Canicule : la baisse des températures continue dans de nombreux départements

Canicule : la baisse des températures se confirme dans une large moitié sud et en Île-de-France Ce jeudi 16 juillet, à 22 heures, la décrue thermique amorcée de
Canicule : la baisse des températures se confirme dans une large moitié sud et en Île-de-France
Ce jeudi 16 juillet, à 22 heures, la décrue thermique amorcée depuis plusieurs jours sur une partie du territoire s’est poursuivie, concernant notamment le Lot-et-Garonne (47), le Tarn-et-Garonne (82), le Lot (46), la Haute-Garonne (31), le Tarn (81), l’Aveyron (12) et la Lozère (48), ainsi que l’ensemble des départements d’Île-de-France. Selon les informations rapportées par Midi Libre, cette baisse généralisée des températures marque un répit significatif après un épisode caniculaire intense qui a placé plusieurs régions en vigilance orange. Les services de Météo-France, cités par le quotidien régional, confirment que le pic de chaleur est désormais derrière nous pour ces zones, même si des disparités locales pourraient subsister dans les prochaines heures.
Un répit après des jours de fortes chaleurs
L’épisode caniculaire, qui avait vu les thermomètres dépasser les 35°C dans plusieurs départements du Sud-Ouest et du Centre-Val de Loire, semble donc s’estomper progressivement.
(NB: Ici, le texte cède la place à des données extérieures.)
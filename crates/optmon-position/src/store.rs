//! Durable store of open positions.
//!
//! All mutation goes through the store's methods, each taking the write
//! lock once. Callers that need a change to survive a crash call `save()`
//! afterwards; the helpers that combine a mutation with its save say so.
//!
//! # Exit lock
//!
//! `try_mark_exiting` is the single gate for issuing an exit order: it
//! checks and flips the status to `EXITING` under one write lock, so of two
//! concurrent callers exactly one wins.

use chrono::NaiveDateTime;
use optmon_core::{CompletedTradeRecord, Position, PositionStatus, Price};
use optmon_persistence::{CompletedTradeLog, SnapshotFile};
use optmon_telemetry::Metrics;
use parking_lot::{Mutex, RwLock};
use std::collections::BTreeMap;
use std::time::SystemTime;
use tracing::{debug, info, warn};

use crate::error::PositionResult;

/// Position store backed by a snapshot file and a completed-trade log.
pub struct PositionStore {
    positions: RwLock<BTreeMap<String, Position>>,
    snapshot: SnapshotFile,
    completed: Mutex<CompletedTradeLog>,
    /// Serializes snapshot writes; they share one temp file.
    save_lock: Mutex<()>,
    /// Snapshot mtime after our last load or save.
    last_seen_mtime: Mutex<Option<SystemTime>>,
}

impl PositionStore {
    /// Create an empty store. Call `load()` to read the snapshot.
    pub fn new(snapshot: SnapshotFile, completed: CompletedTradeLog) -> Self {
        Self {
            positions: RwLock::new(BTreeMap::new()),
            snapshot,
            completed: Mutex::new(completed),
            save_lock: Mutex::new(()),
            last_seen_mtime: Mutex::new(None),
        }
    }

    // ========================================================================
    // Durability
    // ========================================================================

    /// Replace in-memory state with the snapshot on disk.
    ///
    /// Missing or corrupt files load as empty. Returns the number of positions.
    pub fn load(&self) -> usize {
        let loaded: BTreeMap<String, Position> = self.snapshot.load();
        let count = loaded.len();
        *self.positions.write() = loaded;
        *self.last_seen_mtime.lock() = self.snapshot.modified();
        Metrics::active_positions(count);
        count
    }

    /// Atomically rewrite the snapshot with the current state.
    pub fn save(&self) -> PositionResult<()> {
        let _guard = self.save_lock.lock();
        let positions = self.positions.read().clone();
        self.snapshot.save(&positions)?;
        *self.last_seen_mtime.lock() = self.snapshot.modified();
        Metrics::active_positions(positions.len());
        Ok(())
    }

    /// Reload if the snapshot changed on disk since our last load or save.
    ///
    /// Positions with an exit in flight keep their in-memory record.
    /// Returns true if a reload happened.
    pub fn reload_if_modified(&self) -> bool {
        let on_disk = self.snapshot.modified();
        if on_disk.is_none() || on_disk == *self.last_seen_mtime.lock() {
            return false;
        }

        let mut loaded: BTreeMap<String, Position> = self.snapshot.load();
        {
            let mut positions = self.positions.write();
            for (key, position) in positions.iter() {
                if position.status == PositionStatus::Exiting {
                    loaded.insert(key.clone(), position.clone());
                }
            }
            info!(
                before = positions.len(),
                after = loaded.len(),
                "Snapshot modified externally, reloaded"
            );
            *positions = loaded;
            Metrics::active_positions(positions.len());
        }
        *self.last_seen_mtime.lock() = on_disk;
        true
    }

    /// Append a completed-trade record to the log.
    pub fn record_completed(&self, record: &CompletedTradeRecord) -> PositionResult<()> {
        self.completed.lock().append(record)?;
        Ok(())
    }

    /// Append `record`, remove `key` and save.
    pub fn complete(&self, key: &str, record: &CompletedTradeRecord) -> PositionResult<()> {
        self.record_completed(record)?;
        self.remove(key);
        self.save()
    }

    // ========================================================================
    // Access
    // ========================================================================

    /// Insert or replace the position under `key`.
    pub fn upsert(&self, key: impl Into<String>, position: Position) {
        let key = key.into();
        debug!(%key, status = %position.status, "Upsert position");
        self.positions.write().insert(key, position);
    }

    pub fn remove(&self, key: &str) -> Option<Position> {
        let removed = self.positions.write().remove(key);
        if removed.is_some() {
            debug!(%key, "Removed position");
        }
        removed
    }

    #[must_use]
    pub fn get(&self, key: &str) -> Option<Position> {
        self.positions.read().get(key).cloned()
    }

    /// Snapshot of every `(key, position)`.
    #[must_use]
    pub fn all(&self) -> Vec<(String, Position)> {
        self.positions
            .read()
            .iter()
            .map(|(k, p)| (k.clone(), p.clone()))
            .collect()
    }

    #[must_use]
    pub fn len(&self) -> usize {
        self.positions.read().len()
    }

    #[must_use]
    pub fn is_empty(&self) -> bool {
        self.positions.read().is_empty()
    }

    #[must_use]
    pub fn find_by_trade_id(&self, trade_id: &str) -> Option<(String, Position)> {
        self.positions
            .read()
            .iter()
            .find(|(_, p)| p.trade_id == trade_id)
            .map(|(k, p)| (k.clone(), p.clone()))
    }

    #[must_use]
    pub fn find_by_order_id(&self, order_id: &str) -> Option<(String, Position)> {
        self.positions
            .read()
            .iter()
            .find(|(_, p)| p.order_id == order_id)
            .map(|(k, p)| (k.clone(), p.clone()))
    }

    // ========================================================================
    // Atomic transitions
    // ========================================================================

    /// Apply `f` to the position under `key`. Returns the updated record.
    pub fn update<F>(&self, key: &str, f: F) -> Option<Position>
    where
        F: FnOnce(&mut Position),
    {
        let mut positions = self.positions.write();
        let position = positions.get_mut(key)?;
        f(position);
        Some(position.clone())
    }

    /// Flip an evaluable position to `EXITING`.
    ///
    /// Returns the position as it was before the flip, or `None` if it is
    /// missing or not in an evaluable status (already exiting included).
    #[must_use]
    pub fn try_mark_exiting(&self, key: &str) -> Option<Position> {
        let mut positions = self.positions.write();
        let position = positions.get_mut(key)?;
        if !position.status.is_evaluable() {
            debug!(%key, status = %position.status, "Exit lock not acquired");
            return None;
        }
        let before = position.clone();
        position.status = PositionStatus::Exiting;
        Some(before)
    }

    /// Set `status` unless the position is missing. Returns true if changed.
    pub fn set_status(&self, key: &str, status: PositionStatus, reason: Option<String>) -> bool {
        let mut positions = self.positions.write();
        match positions.get_mut(key) {
            Some(position) if position.status != status || reason.is_some() => {
                position.status = status;
                if reason.is_some() {
                    position.status_reason = reason;
                }
                true
            }
            Some(_) => false,
            None => {
                warn!(%key, %status, "Status change for unknown position");
                false
            }
        }
    }

    /// Stamp reporting prices on a position without persisting.
    ///
    /// A non-positive underlying price leaves the previous one in place.
    pub fn touch_prices(
        &self,
        key: &str,
        underlying: Price,
        option: Option<Price>,
        now: NaiveDateTime,
    ) -> Option<Position> {
        self.update(key, |p| {
            if underlying.is_positive() {
                p.current_underlying_price = Some(underlying);
            }
            if let Some(option) = option {
                p.current_option_price = Some(option);
                let (pnl, pct) = p.pnl_at(option);
                p.pnl = Some(pnl);
                p.pnl_percent = Some(pct);
            }
            p.last_updated = Some(now);
        })
    }
}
D’après les données communiquées par Météo-France et relayées par Midi Libre, les températures maximales de ce jeudi 16 juillet n’ont pas excédé les 28 à 30°C dans les départements concernés, soit une baisse de 5 à 7°C par rapport aux jours précédents. Cette amélioration, bien que relative, est accueillie avec soulagement par les autorités sanitaires, qui redoutaient un nouvel épisode de surmortalité chez les personnes âgées et les populations vulnérables. En effet, la canicule de juillet 2022 avait entraîné une augmentation significative des passages aux urgences pour hyperthermie et déshydratation, selon un bilan de Santé publique France.
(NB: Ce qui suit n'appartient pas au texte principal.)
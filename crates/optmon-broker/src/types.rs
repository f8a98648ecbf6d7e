//! Order, trade and position records exchanged with the broker.

use optmon_core::serde_util::flexible_decimal;
use rust_decimal::prelude::ToPrimitive;
use rust_decimal::Decimal;
use serde::{Deserialize, Serialize};

pub const TRANSACTION_BUY: &str = "BUY";
pub const TRANSACTION_SELL: &str = "SELL";

/// Order placement request, in the venue's field names.
#[derive(Debug, Clone, PartialEq, Eq, Serialize, Deserialize)]
pub struct OrderParams {
    pub variety: String,
    #[serde(rename = "tradingsymbol")]
    pub trading_symbol: String,
    #[serde(rename = "symboltoken")]
    pub symbol_token: String,
    #[serde(rename = "transactiontype")]
    pub transaction_type: String,
    pub exchange: String,
    #[serde(rename = "ordertype")]
    pub order_type: String,
    #[serde(rename = "producttype")]
    pub product_type: String,
    pub duration: String,
    pub price: String,
    #[serde(rename = "triggerprice", skip_serializing_if = "Option::is_none", default)]
    pub trigger_price: Option<String>,
    pub quantity: String,
}

/// One row of the order book.
#[derive(Debug, Clone, Default, PartialEq, Deserialize)]
pub struct OrderRecord {
    #[serde(rename = "orderid", default)]
    pub order_id: String,
    #[serde(rename = "tradingsymbol", default)]
    pub trading_symbol: String,
    #[serde(default)]
    pub exchange: String,
    #[serde(rename = "transactiontype", default)]
    pub transaction_type: String,
    #[serde(default)]
    pub status: String,
    #[serde(rename = "averageprice", default, deserialize_with = "flexible_decimal")]
    pub average_price: Decimal,
    #[serde(rename = "filledshares", default, deserialize_with = "flexible_decimal")]
    pub filled_shares: Decimal,
    #[serde(default)]
    pub text: String,
}

impl OrderRecord {
    /// Terminal venue statuses: complete, filled, cancelled, rejected.
    #[must_use]
    pub fn is_terminal(&self) -> bool {
        matches!(
            self.status.to_ascii_lowercase().as_str(),
            "complete" | "filled" | "cancelled" | "rejected"
        )
    }

    #[must_use]
    pub fn is_filled(&self) -> bool {
        matches!(
            self.status.to_ascii_lowercase().as_str(),
            "complete" | "filled"
        )
    }

    /// Filled quantity signed by side (BUY positive).
    #[must_use]
    pub fn signed_filled(&self) -> i64 {
        signed(&self.transaction_type, self.filled_shares)
    }
}

/// One fill from the trade book.
#[derive(Debug, Clone, Default, PartialEq, Deserialize)]
pub struct TradeRecord {
    #[serde(rename = "tradingsymbol", default)]
    pub trading_symbol: String,
    #[serde(default)]
    pub exchange: String,
    #[serde(rename = "transactiontype", default)]
    pub transaction_type: String,
    #[serde(rename = "fillsize", default, deserialize_with = "flexible_decimal")]
    pub fill_size: Decimal,
}

impl TradeRecord {
    #[must_use]
    pub fn signed_fill(&self) -> i64 {
        signed(&self.transaction_type, self.fill_size)
    }
}

/// One open position as reported by the broker's position endpoint.
#[derive(Debug, Clone, Default, PartialEq, Deserialize)]
pub struct BrokerPosition {
    #[serde(rename = "tradingsymbol", default)]
    pub trading_symbol: String,
    #[serde(default)]
    pub exchange: String,
    #[serde(rename = "netqty", default, deserialize_with = "flexible_decimal")]
    pub net_qty: Decimal,
}

impl BrokerPosition {
    #[must_use]
    pub fn net_quantity(&self) -> i64 {
        self.net_qty.trunc().to_i64().unwrap_or(0)
    }
}

fn signed(transaction_type: &str, qty: Decimal) -> i64 {
    let qty = qty.trunc().to_i64().unwrap_or(0);
    if transaction_type.eq_ignore_ascii_case(TRANSACTION_BUY) {
        qty
    } else {
        -qty
    }
}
Les départements d’Île-de-France également en décrue
La région parisienne, souvent exposée à des températures plus élevées en raison de l’effet d’îlot de chaleur urbain, n’est pas en reste. Tous les départements franciliens (Paris, Hauts-de-Seine, Seine-Saint-Denis, Val-de-Marne, etc.) ont également vu leur mercure baisser ce jeudi soir. Selon Midi Libre, cette tendance devrait se confirmer dans les prochains jours, avec des maximales attendues autour de 25°C pour le week-end. Les prévisionnistes de Météo-France évoquent toutefois un possible retour de conditions plus chaudes en début de semaine prochaine, sans pour autant atteindre les niveaux caniculaires observés ces derniers jours. Les autorités appellent néanmoins à la prudence, rappelant que les nuits restent fraîches dans certaines zones, ce qui pourrait favoriser une reprise de la chaleur diurne.
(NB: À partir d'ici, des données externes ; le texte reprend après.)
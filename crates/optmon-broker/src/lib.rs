//! Broker session contract and adapters.
//!
//! - `BrokerSession`: the capability contract every broker client implements
//! - `SmartApiSession`: REST adapter for the SmartAPI venue
//! - `MockBrokerSession`: in-memory session for tests
//! - `BrokerRegistry`: live sessions keyed by account
//! - `TokenResolver`: symbol to instrument-token lookup

pub mod error;
pub mod mock;
pub mod registry;
pub mod resolver;
pub mod session;
pub mod smart_api;
pub mod types;

pub use error::{BrokerError, BrokerResult};
pub use mock::MockBrokerSession;
pub use registry::BrokerRegistry;
pub use resolver::{StaticTokenResolver, TokenResolver};
pub use session::{BoxFuture, BrokerSession};
pub use smart_api::{SmartApiConfig, SmartApiSession, DEFAULT_BASE_URL};
pub use types::{
    BrokerPosition, OrderParams, OrderRecord, TradeRecord, TRANSACTION_BUY, TRANSACTION_SELL,
};
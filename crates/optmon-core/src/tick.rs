//! Decoded market-data tick.

use crate::decimal::Price;
use crate::types::Exchange;
use serde::{Deserialize, Serialize};

/// Subscription / frame mode on the market-data feed.
#[derive(Debug, Clone, Copy, PartialEq, Eq, Hash, PartialOrd, Ord, Serialize, Deserialize)]
#[serde(into = "u8", try_from = "u8")]
pub enum TickMode {
    /// Last traded price only.
    Ltp = 1,
    /// LTP plus volume and OHLC.
    Quote = 2,
    /// Quote plus open interest, circuits and best-five depth.
    SnapQuote = 3,
}

impl TickMode {
    #[must_use]
    pub fn as_u8(&self) -> u8 {
        *self as u8
    }

    #[must_use]
    pub fn from_u8(value: u8) -> Option<Self> {
        match value {
            1 => Some(Self::Ltp),
            2 => Some(Self::Quote),
            3 => Some(Self::SnapQuote),
            _ => None,
        }
    }
}

impl From<TickMode> for u8 {
    fn from(mode: TickMode) -> Self {
        mode.as_u8()
    }
}

impl TryFrom<u8> for TickMode {
    type Error = String;

    fn try_from(value: u8) -> Result<Self, Self::Error> {
        Self::from_u8(value).ok_or_else(|| format!("unknown tick mode {value}"))
    }
}

impl std::fmt::Display for TickMode {
    fn fmt(&self, f: &mut std::fmt::Formatter<'_>) -> std::fmt::Result {
        match self {
            Self::Ltp => write!(f, "LTP"),
            Self::Quote => write!(f, "QUOTE"),
            Self::SnapQuote => write!(f, "SNAPQUOTE"),
        }
    }
}

/// One level of the best-five order book.
#[derive(Debug, Clone, Copy, PartialEq, Eq)]
pub struct DepthLevel {
    pub quantity: u64,
    pub price: Price,
    pub orders: u16,
}

/// Fields present from QUOTE mode upward.
#[derive(Debug, Clone, PartialEq)]
pub struct QuoteData {
    pub last_traded_quantity: u64,
    pub average_traded_price: Price,
    pub volume: u64,
    pub total_buy_quantity: f64,
    pub total_sell_quantity: f64,
    pub open: Price,
    pub high: Price,
    pub low: Price,
    pub close: Price,
}

/// Fields present only in full SNAPQUOTE frames.
#[derive(Debug, Clone, PartialEq)]
pub struct SnapQuoteData {
    pub last_traded_timestamp: u64,
    pub open_interest: u64,
    pub open_interest_change_pct: f64,
    pub best_five_buy: Vec<DepthLevel>,
    pub best_five_sell: Vec<DepthLevel>,
    pub upper_circuit: Price,
    pub lower_circuit: Price,
    pub week_52_high: Price,
    pub week_52_low: Price,
}

/// One decoded market-data update for one instrument.
#[derive(Debug, Clone, PartialEq)]
pub struct Tick {
    pub mode: TickMode,
    pub exchange_type: u8,
    pub token: String,
    pub sequence_number: u64,
    /// Epoch milliseconds.
    pub exchange_timestamp: u64,
    pub last_traded_price: Price,
    pub quote: Option<QuoteData>,
    pub snap_quote: Option<SnapQuoteData>,
}

impl Tick {
    /// Exchange of the tick, if the type id is known.
    #[must_use]
    pub fn exchange(&self) -> Option<Exchange> {
        Exchange::from_type_id(self.exchange_type)
    }
}
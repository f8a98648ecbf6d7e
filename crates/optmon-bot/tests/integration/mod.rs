//! Integration tests for optmon-bot.
//!
//! These tests drive the orchestrator end to end:
//! - Subscription upkeep against a mock streaming server
//! - Tick-driven and poll-driven exits through a mock broker
//! - Reconciliation and operator controls

pub mod common;
//! Trading session utilities.
//!
//! Session classification in exchange-local time:
//! - Regular market hours (Mon–Fri, 09:15–15:30 by default)
//! - Expiry-day closing window for option positions

use chrono::{Datelike, NaiveDate, NaiveDateTime, NaiveTime, Timelike, Weekday};
use serde::{Deserialize, Serialize};

/// Venue expiry date format, e.g. `27MAR2025`.
pub const EXPIRY_FORMAT: &str = "%d%b%Y";

/// Default hour (local) from which expiring positions are closed.
pub const DEFAULT_EXPIRY_EXIT_HOUR: u32 = 15;

/// Market open/closed classification.
#[derive(Debug, Clone, Copy, PartialEq, Eq, Hash, Serialize, Deserialize)]
#[serde(rename_all = "UPPERCASE")]
pub enum MarketStatus {
    Open,
    Closed,
}

impl std::fmt::Display for MarketStatus {
    fn fmt(&self, f: &mut std::fmt::Formatter<'_>) -> std::fmt::Result {
        match self {
            Self::Open => write!(f, "OPEN"),
            Self::Closed => write!(f, "CLOSED"),
        }
    }
}

/// Regular session window.
#[derive(Debug, Clone, Copy, PartialEq, Eq)]
pub struct MarketHours {
    pub open: NaiveTime,
    pub close: NaiveTime,
}

impl Default for MarketHours {
    fn default() -> Self {
        Self {
            open: NaiveTime::from_hms_opt(9, 15, 0).unwrap_or(NaiveTime::MIN),
            close: NaiveTime::from_hms_opt(15, 30, 0).unwrap_or(NaiveTime::MIN),
        }
    }
}

impl MarketHours {
    #[must_use]
    pub fn new(open: NaiveTime, close: NaiveTime) -> Self {
        Self { open, close }
    }

    /// Parse `"HH:MM"` bounds, as written in configuration.
    pub fn parse(open: &str, close: &str) -> Option<Self> {
        let open = NaiveTime::parse_from_str(open, "%H:%M").ok()?;
        let close = NaiveTime::parse_from_str(close, "%H:%M").ok()?;
        Some(Self { open, close })
    }

    /// Check if a local datetime falls in the session (bounds inclusive).
    #[must_use]
    pub fn is_open_at(&self, dt: NaiveDateTime) -> bool {
        if matches!(dt.weekday(), Weekday::Sat | Weekday::Sun) {
            return false;
        }
        let t = dt.time();
        t >= self.open && t <= self.close
    }

    #[must_use]
    pub fn status_at(&self, dt: NaiveDateTime) -> MarketStatus {
        if self.is_open_at(dt) {
            MarketStatus::Open
        } else {
            MarketStatus::Closed
        }
    }
}

/// Parse a venue expiry string (`27MAR2025`, month case-insensitive).
#[must_use]
pub fn parse_expiry(expiry: &str) -> Option<NaiveDate> {
    NaiveDate::parse_from_str(expiry.trim(), EXPIRY_FORMAT).ok()
}

/// Check if a position expiring on `expiry` must be closed at `now`.
///
/// True on the expiry date itself from `exit_hour` onward. Unparsable
/// expiries never trigger.
#[must_use]
pub fn is_expiry_closing_at(expiry: &str, now: NaiveDateTime, exit_hour: u32) -> bool {
    match parse_expiry(expiry) {
        Some(date) => date == now.date() && now.hour() >= exit_hour,
        None => false,
    }
}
Des disparités régionales à surveiller
Malgré cette amélioration générale, tous les départements ne sont pas logés à la même enseigne. Les Pyrénées-Orientales, l’Aude et l’Hérault, bien que non mentionnés dans le bulletin de Midi Libre pour ce jeudi soir, pourraient encore connaître des températures élevées en raison de leur situation géographique. Par ailleurs, la vigilance orange canicule, qui avait été levée progressivement depuis mercredi, pourrait être réactivée localement si les conditions venaient à se dégrader. Les données de Météo-France, consultées par Midi Libre, indiquent une persistance de la chaleur sur le pourtour méditerranéen, où les maximales pourraient encore atteindre 32°C ce vendredi. Les autorités locales recommandent ainsi de maintenir les gestes de prévention, notamment l’hydratation régulière et l’évitement des activités physiques aux heures les plus chaudes.
Un contexte climatique sous tension
Cet épisode caniculaire s’inscrit dans une tendance plus large de multiplication des vagues de chaleur en France, observée depuis les années 2000. Selon un rapport de Météo-France publié en 2022, la fréquence des canicules a triplé en moyenne sur le territoire métropolitain par rapport à la période 1976-2005. Les experts climatiques, souvent cités par les médias, estiment que ce phénomène pourrait s’accentuer avec le réchauffement global, rendant nécessaire une adaptation des infrastructures urbaines et des systèmes de santé. Dans ce contexte, la baisse des températures annoncée ce jeudi soir offre un répit bienvenu, mais ne doit pas occulter la nécessité de préparer les prochains épisodes, potentiellement plus intenses. Les services de l’État, en lien avec les préfectures, devraient ainsi maintenir leur vigilance dans les jours à venir, notamment pour les personnes isolées ou sans accès à la climatisation.